TOPSHOT - Medical workers wearing protective clothing check passengers' travel history at the Shanghai South railway station in Shanghai on February 9, 2020. - The death toll from the novel coronavirus surged past 800 in mainland China on February 9, overtaking global fatalities in the 2002-03 SARS epidemic, even as the World Health Organization said the outbreak appeared to be
Medical workers wearing protective clothing check passengers’ travel history at the Shanghai South railway station in Shanghai on February 9, 2020.( Photo by NOEL CELIS / AFP) (Photo by NOEL CELIS/AFP via Getty Images)

OAN Roy Francis
UPDATED 1:14 PM PT – Tuesday, December 27, 2022

Beijing has announced that it will reopen its borders next month, effectively ending almost three years of strict quarantine rules for arrivals.

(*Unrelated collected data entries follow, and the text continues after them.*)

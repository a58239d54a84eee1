//! Meridian application-session scheduler.
//!
//! The scheduler binds pending sessions to idle pre-warmed pods, drives
//! the session state machine in cooperation with remote node agents,
//! enforces timeouts, and reconciles observed state back toward the
//! user-declared intent. It is responsible for:
//!
//! - **Pools**: a per-application in-memory index of sessions and pods
//! - **Reconciliation**: applying watch events and node session reports
//! - **Binding**: assigning pending sessions to idle pods
//! - **Timeouts and cleanup**: ageing out stale sessions, tearing down
//!   sessions of dead pods and deleted applications
//!
//! # Architecture
//!
//! Event handlers mutate the owning pool and mark the application dirty
//! in a deduplicating work queue. Sync workers drain the queue, one pass
//! in flight per application key, reading pool state and emitting
//! open/close/status calls to the external session and pod managers. A
//! timer fires the housekeeping sweep. Authoritative state lives in the
//! external API store and on nodes; every pool is a reconstructable
//! cache.
//!
//! # Example
//!
//! ```ignore
//! use meridian_scheduler::{
//!     PoolRegistry, SchedulerConfig, SchedulerWorker, SessionScheduler, SyncQueue,
//! };
//!
//! let config = SchedulerConfig::load()?;
//! let scheduler = Arc::new(SessionScheduler::new(
//!     Arc::new(PoolRegistry::new()),
//!     session_manager,
//!     pod_manager,
//!     Arc::new(SyncQueue::new()),
//!     config.sync.clone(),
//! ));
//! SchedulerWorker::new(scheduler, config).run(shutdown).await;
//! ```

pub mod config;
pub mod error;
pub mod manager;
pub mod pool;
pub mod queue;
pub mod reconciler;
pub mod registry;
pub mod scheduler;
pub mod worker;

mod housekeeping;

// Re-export main types
pub use config::{
    HousekeepingConfig, SchedulerConfig, SyncConfig, DEFAULT_SESSION_OPEN_TIMEOUT,
    DEFAULT_SESSION_PENDING_TIMEOUT,
};
pub use error::{Result, SchedulerError};
pub use manager::{MockPodManager, MockSessionManager, PodManager, SessionCall, SessionManager};
pub use pool::{ApplicationPool, PoolPod, SessionBands, SessionSummary};
pub use queue::SyncQueue;
pub use reconciler::SessionEvent;
pub use registry::PoolRegistry;
pub use scheduler::SessionScheduler;
pub use worker::SchedulerWorker;
//! Event ingress: session watch events and node session reports.
//!
//! These handlers keep the application pools converging toward the
//! latest known ground truth. Watch events carry user intent; node
//! reports carry authoritative status. Handlers mutate the owning pool
//! and mark the application dirty for the sync loop.

use std::sync::Arc;

use chrono::Utc;
use tracing::{error, info, warn};

use meridian_api::{AppKey, ApplicationSession, PodSnapshot, SessionState};

use crate::error::Result;
use crate::scheduler::SessionScheduler;

/// A session report arriving from a node via the session manager
/// ingress.
#[derive(Debug, Clone)]
pub struct SessionEvent {
    /// The pod hosting (or having hosted) the session.
    pub pod: PodSnapshot,
    /// The session with node-reported status.
    pub session: ApplicationSession,
}

impl SessionScheduler {
    /// Resolve the owning application key of a session.
    pub fn session_app_key(&self, session: &ApplicationSession) -> Result<AppKey> {
        Ok(AppKey::parse(&session.spec.application_name)?)
    }

    /// Handle a session creation event from the watch stream.
    pub async fn on_session_add(&self, session: &ApplicationSession) {
        if session.deletion_requested() {
            self.on_session_delete(session.clone()).await;
            return;
        }
        let app_key = match self.session_app_key(session) {
            Ok(key) => key,
            Err(e) => {
                error!(session = %session.name, error = %e, "cannot resolve application key");
                self.close_invalid_session(session).await;
                return;
            }
        };
        info!(application = %app_key, session = %session.name, "application session created");
        self.update_session_pool(&app_key, session.clone(), false);
        self.queue.enqueue(app_key);
    }

    /// Handle a session update event from the watch stream.
    ///
    /// The pool's cached copy, when present, is preferred over the watch
    /// stream's old snapshot: node reports land in the pool ahead of the
    /// stream. The application is only re-queued when deletion was newly
    /// requested or the status changed.
    pub async fn on_session_update(&self, old: &ApplicationSession, new: &ApplicationSession) {
        if old == new {
            return;
        }
        let app_key = match self.session_app_key(new) {
            Ok(key) => key,
            Err(e) => {
                error!(session = %new.name, error = %e, "cannot resolve application key");
                self.close_invalid_session(new).await;
                return;
            }
        };

        let pool = self.pools.get_or_create_pool(&app_key);
        let effective_old = pool.get_session(&new.uid).unwrap_or_else(|| old.clone());

        self.update_session_pool(&app_key, new.clone(), false);

        let newly_deleting = new.deletion_requested() && !effective_old.deletion_requested();
        if newly_deleting || effective_old.status != new.status {
            info!(
                application = %app_key,
                session = %new.name,
                status = %new.status.session_status,
                deleting = new.deletion_requested(),
                "application session updated"
            );
            self.queue.enqueue(app_key);
        }
    }

    /// Handle a session deletion event from the watch stream.
    pub async fn on_session_delete(&self, mut session: ApplicationSession) {
        if session.deletion_timestamp.is_none() {
            session.deletion_timestamp = Some(Utc::now());
        }
        let app_key = match self.session_app_key(&session) {
            Ok(key) => key,
            Err(e) => {
                error!(session = %session.name, error = %e, "cannot resolve application key");
                return;
            }
        };
        info!(
            application = %app_key,
            session = %session.name,
            status = %session.status.session_status,
            "application session deleted"
        );
        self.update_session_pool(&app_key, session, true);
        self.queue.enqueue(app_key);
    }

    /// Handle a session report from a node.
    ///
    /// The node is authoritative for status: the report is applied
    /// unconditionally and persisted asynchronously as a blind write
    /// against the cached-old snapshot (the persist layer drops stale
    /// writes by resource version). A Closed report for a
    /// kill-on-close session also terminates the pod.
    pub async fn on_session_event_from_node(&self, event: &SessionEvent) -> Result<()> {
        let session = &event.session;
        let new_status = session.status.clone();
        let app_key = self.session_app_key(session)?;
        let cached = self
            .pools
            .get_pool(&app_key)
            .and_then(|pool| pool.get_session(&session.uid));

        match cached {
            None => {
                if session.is_terminal() {
                    self.on_session_delete(session.clone()).await;
                } else {
                    self.on_session_add(session).await;
                }
            }
            Some(old_copy) => {
                self.on_session_update(&old_copy, session).await;
                // Blind write off the event path; the persist layer
                // drops stale writes by resource version.
                let manager = Arc::clone(&self.session_manager);
                let persisted_status = new_status.clone();
                tokio::spawn(async move {
                    if let Err(e) = manager
                        .update_session_status(&old_copy, &persisted_status)
                        .await
                    {
                        warn!(
                            session = %old_copy.name,
                            error = %e,
                            "failed to persist node-reported session status"
                        );
                    }
                });
            }
        }

        if session.spec.kill_instance_when_session_closed
            && new_status.session_status == SessionState::Closed
            && !event.pod.terminating
        {
            info!(
                pod = %event.pod.name,
                session = %session.name,
                "terminating pod whose session closed"
            );
            self.pod_manager.terminate_pod(&event.pod).await?;
        }
        Ok(())
    }

    /// Apply a session to its pool.
    ///
    /// Terminal sessions leave the pool (unlinking their pod). Live
    /// sessions are upserted. A deleted-but-not-terminal session, where
    /// the delete raced ahead of the node's status, gets its deletion
    /// timestamp stamped on the cached copy and stays pooled until a
    /// later update turns terminal.
    pub(crate) fn update_session_pool(
        &self,
        app_key: &AppKey,
        session: ApplicationSession,
        deleted: bool,
    ) {
        let pool = self.pools.get_or_create_pool(app_key);
        if session.is_terminal() {
            pool.remove_session(&session);
        } else if !deleted {
            pool.upsert_session(session);
        } else {
            let at = session.deletion_timestamp.unwrap_or_else(Utc::now);
            pool.stamp_deletion(&session.uid, at);
        }
    }

    /// Best-effort close for a session whose application key is
    /// unresolvable.
    async fn close_invalid_session(&self, session: &ApplicationSession) {
        if !session.is_open() {
            return;
        }
        if let Err(e) = self.close_application_session(session).await {
            warn!(session = %session.name, error = %e, "failed to close orphaned session");
        }
    }
}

After the announcement was made, many Chinese citizens rushed to book flights to travel outside of the country. Passport applications for citizens who want to travel overseas will resume on January 8th.

The two countries with the most popular destinations for Chinese travelers, Japan and India, have announced that people coming from China must show a negative COVID test upon arrival.

This relaxation of COVID restrictions in the country comes after rare public protests occurred against President Xi Jinping in November. The protests had sparked from almost three years of the strict restrictions under the Zero-COVID policy, which the Chinese government implemented.

The announcement came after Monday’s news that the Chinese government is removing its quarantine restrictions for inbound travel. That day, the country also announced that they are removing the limit on the daily number for flights.

The National Health Commission has declared that on January 8th, COVID-19 would be downgraded to a Class B infectious disease.

The announcement was met with mixed reactions from the Chinese people, as some were confused about why they had to endure the restrictions for so long. Others wondered why the government decided to lift restrictions during a spike in COVID cases, and at a time when hospital workers are being overwhelmed.

On Monday, President Xi talked about the changes and called on officials to do what was “feasible” to save lives.

Having now abandoned the Zero-COVID policy, analyst say that Xi Jinping will now have to take responsibility for the wave of infections and why the country is not better prepared.